Correlating mongodb connections to application threads

We are currently in the process of making sure all of our applications that connect to mongodb Atlas are using connection pooling. There are several benifits to managing connnections effectively and efficiently, namely that connections are recycled efficiently reducing resource overhead.

The mongodb cost of a connection is 1MB so it can quickly add up and eat into valuable RAM that could otherwise be use for cache activity.

In a managed service world, everything is based around limitations and tiering based on some core components such as CPU, IOPS, disk space and from a database perspective; connections.

The number of connections allowed on a mongodb cluster correlates directly to the instance size.

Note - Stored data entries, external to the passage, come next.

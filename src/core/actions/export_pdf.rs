use pulldown_cmark::{html, Options, Parser};
use std::fs;
use std::io::Write;
use std::path::{Path, PathBuf};
use std::process::{Command, Stdio};
use tracing::{debug, info, warn};

use super::{Action, ActionContext, ActionParams, ParamSpec};
use crate::error::ActionError;
use crate::models::Mode;

/// File name of the exported resume; the email action attaches it
pub const EXPORT_FILE_NAME: &str = "resume_optimized.pdf";

const ACTION: &str = "export_to_pdf";

/// Turns an HTML document into a PDF file
pub trait PdfRenderer: Send + Sync {
    fn render(&self, html: &str, output: &Path) -> Result<(), String>;
}

/// Renders through the `wkhtmltopdf` binary, HTML piped on stdin
pub struct WkhtmltopdfRenderer {
    binary: String,
}

impl WkhtmltopdfRenderer {
    pub fn new() -> Self {
        Self {
            binary: "wkhtmltopdf".to_string(),
        }
    }

    pub fn with_binary(binary: impl Into<String>) -> Self {
        Self { binary: binary.into() }
    }
}

impl Default for WkhtmltopdfRenderer {
    fn default() -> Self {
        Self::new()
    }
}

impl PdfRenderer for WkhtmltopdfRenderer {
    fn render(&self, html: &str, output: &Path) -> Result<(), String> {
        let mut child = Command::new(&self.binary)
            .args(["--quiet", "--encoding", "UTF-8", "--enable-local-file-access", "-"])
            .arg(output)
            .stdin(Stdio::piped())
            .stdout(Stdio::null())
            .stderr(Stdio::piped())
            .spawn()
            .map_err(|e| {
                if e.kind() == std::io::ErrorKind::NotFound {
                    format!("{} not found in PATH. Please install it first.", self.binary)
                } else {
                    format!("Failed to spawn {}: {}", self.binary, e)
                }
            })?;

        if let Some(mut stdin) = child.stdin.take() {
            stdin
                .write_all(html.as_bytes())
                .map_err(|e| format!("Failed to send HTML to {}: {}", self.binary, e))?;
        }

        let result = child
            .wait_with_output()
            .map_err(|e| format!("{} did not finish: {}", self.binary, e))?;

        if !result.status.success() {
            let stderr = String::from_utf8_lossy(&result.stderr);
            return Err(format!("{} exited with {}: {}", self.binary, result.status, stderr.trim()));
        }
        Ok(())
    }
}

/// Render Markdown into a standalone HTML page
pub fn markdown_to_html(markdown: &str) -> String {
    let mut options = Options::empty();
    options.insert(Options::ENABLE_TABLES);
    options.insert(Options::ENABLE_STRIKETHROUGH);

    let mut body = String::new();
    html::push_html(&mut body, Parser::new_ext(markdown, options));

    format!(
        "<!DOCTYPE html>\n<html><head><meta charset=\"utf-8\">\
<style>body{{font-family:Arial,\"Noto Sans CJK SC\",sans-serif;font-size:12pt;line-height:1.45;margin:2em;}}\
h1,h2,h3{{margin-bottom:0.3em;}}ul{{margin-top:0.2em;}}</style></head>\n<body>\n{}</body></html>\n",
        body
    )
}

/// `export_to_pdf(md_content)`: writes `<workdir>/resume_optimized.pdf`
pub struct ExportPdfAction {
    renderer: Box<dyn PdfRenderer>,
    open_after: bool,
}

impl ExportPdfAction {
    pub fn new(renderer: Box<dyn PdfRenderer>, open_after: bool) -> Self {
        Self { renderer, open_after }
    }

    pub fn output_path(workdir: &Path) -> PathBuf {
        workdir.join(EXPORT_FILE_NAME)
    }
}

impl Action for ExportPdfAction {
    fn name(&self) -> &'static str {
        ACTION
    }

    fn aliases(&self) -> &'static [&'static str] {
        &["export2pdf", "export_pdf"]
    }

    fn summary(&self, mode: Mode) -> &'static str {
        match mode {
            Mode::Candidate => "Export the optimized resume to a PDF file",
            Mode::Hunter => "Export the optimized candidate resume to a PDF file",
        }
    }

    fn params(&self, _mode: Mode) -> Vec<ParamSpec> {
        vec![ParamSpec::new(
            "md_content",
            "the full optimized resume in Markdown",
        )]
    }

    fn invoke(&self, params: &ActionParams, ctx: &ActionContext<'_>) -> Result<String, ActionError> {
        let markdown = params.require(ACTION, "md_content")?;
        let failed = |message: String| ActionError::Failed { action: ACTION, message };

        fs::create_dir_all(ctx.workdir)
            .map_err(|e| failed(format!("cannot create {}: {}", ctx.workdir.display(), e)))?;

        let output = Self::output_path(ctx.workdir);
        let html = markdown_to_html(markdown);
        debug!("Rendering {} bytes of HTML to {}", html.len(), output.display());

        self.renderer.render(&html, &output).map_err(failed)?;
        info!("Exported PDF to {}", output.display());

        if self.open_after {
            if let Err(e) = open::that(&output) {
                warn!("Could not open {}: {}", output.display(), e);
            }
        }

        Ok(output.display().to_string())
    }
}
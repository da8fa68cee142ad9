//! One-shot capabilities: a task prompt over workspace documents and a
//! single completion call, no conversation state.

use std::fmt;
use std::str::FromStr;
use tracing::info;

use crate::core::llm::ChatBackend;
use crate::core::prompts;
use crate::error::{Result, WorkspaceError};
use crate::models::ChatMessage;

#[derive(Debug, Clone, Copy, PartialEq, Eq)]
pub enum Capability {
    Optimize,
    CoverLetter,
    Summarize,
    Recommend,
    Filters,
    Contact,
}

impl Capability {
    pub fn all() -> [Capability; 6] {
        [
            Capability::Optimize,
            Capability::CoverLetter,
            Capability::Summarize,
            Capability::Recommend,
            Capability::Filters,
            Capability::Contact,
        ]
    }

    /// Command and route name
    pub fn name(&self) -> &'static str {
        match self {
            Capability::Optimize => "optimize",
            Capability::CoverLetter => "cover-letter",
            Capability::Summarize => "summarize",
            Capability::Recommend => "recommend",
            Capability::Filters => "filters",
            Capability::Contact => "contact",
        }
    }

    pub fn description(&self) -> &'static str {
        match self {
            Capability::Optimize => "Optimize the resume for the job description",
            Capability::CoverLetter => "Write a cover letter for the job description",
            Capability::Summarize => "Summarize the resume without personal data",
            Capability::Recommend => "Write a recommendation letter for the candidate",
            Capability::Filters => "Derive recruiting-site filters and an SQL insert from the resume",
            Capability::Contact => "Extract contact details from the job description",
        }
    }

    pub fn needs_resume(&self) -> bool {
        !matches!(self, Capability::Contact)
    }

    pub fn needs_jd(&self) -> bool {
        matches!(
            self,
            Capability::Optimize | Capability::CoverLetter | Capability::Recommend | Capability::Contact
        )
    }

    /// Task prompt; a required document that is absent is an error
    pub fn prompt(&self, resume: Option<&str>, jd: Option<&str>) -> Result<String> {
        let resume = resume.filter(|r| !r.trim().is_empty());
        let jd = jd.filter(|j| !j.trim().is_empty());

        let need_resume = || resume.ok_or(WorkspaceError::MissingDocument("resume"));
        let need_jd = || jd.ok_or(WorkspaceError::MissingDocument("job description"));

        let prompt = match self {
            Capability::Optimize => prompts::optimize_prompt(need_jd()?, need_resume()?),
            Capability::CoverLetter => prompts::cover_letter_prompt(need_jd()?, need_resume()?),
            Capability::Summarize => prompts::summarize_prompt(need_resume()?),
            Capability::Recommend => prompts::recommendation_prompt(need_jd()?, need_resume()?),
            Capability::Filters => prompts::filters_prompt(need_resume()?),
            Capability::Contact => prompts::contact_prompt(need_jd()?),
        };
        Ok(prompt)
    }
}

impl fmt::Display for Capability {
    fn fmt(&self, f: &mut fmt::Formatter<'_>) -> fmt::Result {
        write!(f, "{}", self.name())
    }
}

impl FromStr for Capability {
    type Err = String;

    fn from_str(s: &str) -> std::result::Result<Self, Self::Err> {
        let wanted = s.trim().trim_start_matches('/').to_lowercase().replace('_', "-");
        Capability::all()
            .into_iter()
            .find(|c| c.name() == wanted)
            .ok_or_else(|| format!("Unknown capability: {}", s))
    }
}

/// Run one capability against the backend
pub async fn run_capability(
    capability: Capability,
    backend: &dyn ChatBackend,
    model: &str,
    temperature: f32,
    resume: Option<&str>,
    jd: Option<&str>,
) -> Result<String> {
    let prompt = capability.prompt(resume, jd)?;
    info!("Running {} with {}", capability, model);
    let reply = backend
        .complete(model, &[ChatMessage::user(prompt)], temperature)
        .await?;
    Ok(reply)
}

#[cfg(test)]
mod tests {
    use super::*;
    use crate::error::{AirecruitError, LlmError};
    use async_trait::async_trait;
    use std::sync::Mutex;

    struct Recorder(Mutex<Vec<String>>);

    #[async_trait]
    impl ChatBackend for Recorder {
        async fn complete(
            &self,
            _model: &str,
            messages: &[ChatMessage],
            _temperature: f32,
        ) -> std::result::Result<String, LlmError> {
            self.0.lock().unwrap().push(messages[0].content.clone());
            Ok("done".to_string())
        }
    }

    #[test]
    fn test_parse_names() {
        assert_eq!("cover_letter".parse::<Capability>().unwrap(), Capability::CoverLetter);
        assert_eq!("/Optimize".parse::<Capability>().unwrap(), Capability::Optimize);
        assert!("translate".parse::<Capability>().is_err());
    }

    #[test]
    fn test_missing_inputs_reported() {
        let err = Capability::Optimize.prompt(Some("cv"), None).unwrap_err();
        assert!(matches!(
            err,
            AirecruitError::Workspace(WorkspaceError::MissingDocument("job description"))
        ));
        assert!(Capability::Contact.prompt(None, Some("jd")).is_ok());
        assert!(Capability::Summarize.prompt(Some(" "), None).is_err());
    }

    #[tokio::test]
    async fn test_run_sends_single_user_message() {
        let backend = Recorder(Mutex::new(Vec::new()));
        let reply = run_capability(Capability::Summarize, &backend, "gpt-4", 0.3, Some("Jane CV"), None)
            .await
            .unwrap();
        assert_eq!(reply, "done");
        let sent = backend.0.lock().unwrap();
        assert_eq!(sent.len(), 1);
        assert!(sent[0].contains("Jane CV"));
    }

    #[tokio::test]
    async fn test_missing_input_never_calls_backend() {
        let backend = Recorder(Mutex::new(Vec::new()));
        let result = run_capability(Capability::Recommend, &backend, "gpt-4", 0.3, None, Some("jd")).await;
        assert!(result.is_err());
        assert!(backend.0.lock().unwrap().is_empty());
    }
}
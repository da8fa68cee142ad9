use crate::core::{Console, Store};
use crate::error::Result;
use crate::models::Mode;

/// `/mode` shows the current mode, `/mode <name>` switches it
pub fn handle_mode(store: &mut Store, arg: Option<&str>, console: &mut dyn Console) -> Result<()> {
    match arg.map(str::trim).filter(|a| !a.is_empty()) {
        None => {
            console.say(&format!("Current mode: {}", store.mode()));
            let modes = [Mode::Candidate, Mode::Hunter];
            let items: Vec<String> = modes.iter().map(|m| m.display_name().to_string()).collect();
            // Anything but a valid pick keeps the current mode
            if let Some(index) = console.select("Switch to", &items) {
                store.set_mode(modes[index])?;
                console.say(&format!("Mode set to {}", modes[index]));
            }
        }
        Some(name) => {
            let mode: Mode = name.parse()?;
            store.set_mode(mode)?;
            console.say(&format!("Mode set to {}", mode));
        }
    }
    Ok(())
}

For example;

Instance Size Connection Limit
M10 350
M20 700
M30 2000

To see all the connection limits see https://docs.atlas.mongodb.com/connection-limits/

Connections limits mattered less to a DBA in an on prem world, as you would set the ulimit settings for open files and processes/threads to 64000 as per the mongodb recommendations (https://docs.mongodb.com/manual/reference/ulimit/). However, it becomes extremely critical when you have an M10 that only allows 350 connections of which around 5-10% are taken up by mongo system processes.

Analysing mongodb logs for connections

I use a little app called mtools developed by Thomas Rückstieß who works at mongodb. It is a collection of helper scripts to parse, filter, and visualize MongoDB log files (mongodmongos).

You can pick it up here – http://blog.rueckstiess.com/mtools/

The setup is straightforward and you can quickly start seeing how many connections are being opened and closed grouped by IPs.

mloginfo mongod.log --connections
     source: core-prod-vms-scaled.log
     host: unknown
     start: 2018 Dec 31 10:56:08.404
     end: 2018 Dec 31 13:25:40.320
date format: iso8601-local
     length: 2714
     binary: unknown
     version: >= 3.0 (iso8601 format, level, component)
     storage: unknown

CONNECTIONS
     total opened: 155
     total closed: 143
     no unique IPs: 4
     socket exceptions: 0

35.X.X.1    opened: 55        closed: 55
35.X.X.2    opened: 49        closed: 49
35.X.X.3    opened: 39        closed: 39
35.X.X.4    opened: 12        closed: 0

Correlating open connections against an app server

If we take the example output above and use the 35.X.X.4 IP – we can see that it has sent 12 incoming connections to mongo. The best way i’ve found to see established connections on an app server is to use netstat.

netstat -anp | grep ESTABLISHED | grep ":27017" | grep " 172." | awk '{print $5}' | sort | uniq -c | sort -n
      12 172.X.X.1:27017
      12 172.X.X.2:27017
      12 172.X.X.3:27017

The above is telling us that there are 12 threads connected to 3 different IPs. When looking into the IP’s, they reference the 3 nodes on a mongo replica set which tells us that each connection on mongo is actually 3 threads on an app server (or however many nodes there are in the replica set).

maxPoolSize

Setting the maxPoolSize  property on the mongo driver will help control how many threads an app server is allowed to open against a mongodb node. Be wary that the maxPoolSize default varies in different drivers – for example, in python its 100, but in node.js its 5.

Knowing the maxPoolSize for applications that have databases on the same cluster can then allow you to accurately calculate what the max connections could potentially be for a cluster. This could then help make more informed decisions about whether to scale or upsize a mongodb cluster or split applications out.

YOu can get more info about connection pool options here – https://docs.mongodb.com/manual/reference/connection-string/#connection-pool-options

Return pods running on nodes using external node IP

Some of our databases sit in managed environments which means connections from our applications can show up in the database logs as coming from an external IP at the edge of our cloud infrastructure.

I wrote a little script which will return the pods running on a kubernetes cluster node by specifying its external IP.

kubectl get pods -o wide --sort-by="{.status.phase}" --all-namespaces | grep `kubectl get nodes -o wide | grep 35.X.X.X | awk '{print $1}' | awk '{$1=$1;print}'`

Ive found it quite useful for starting to diagnose where database connections are being initiated from.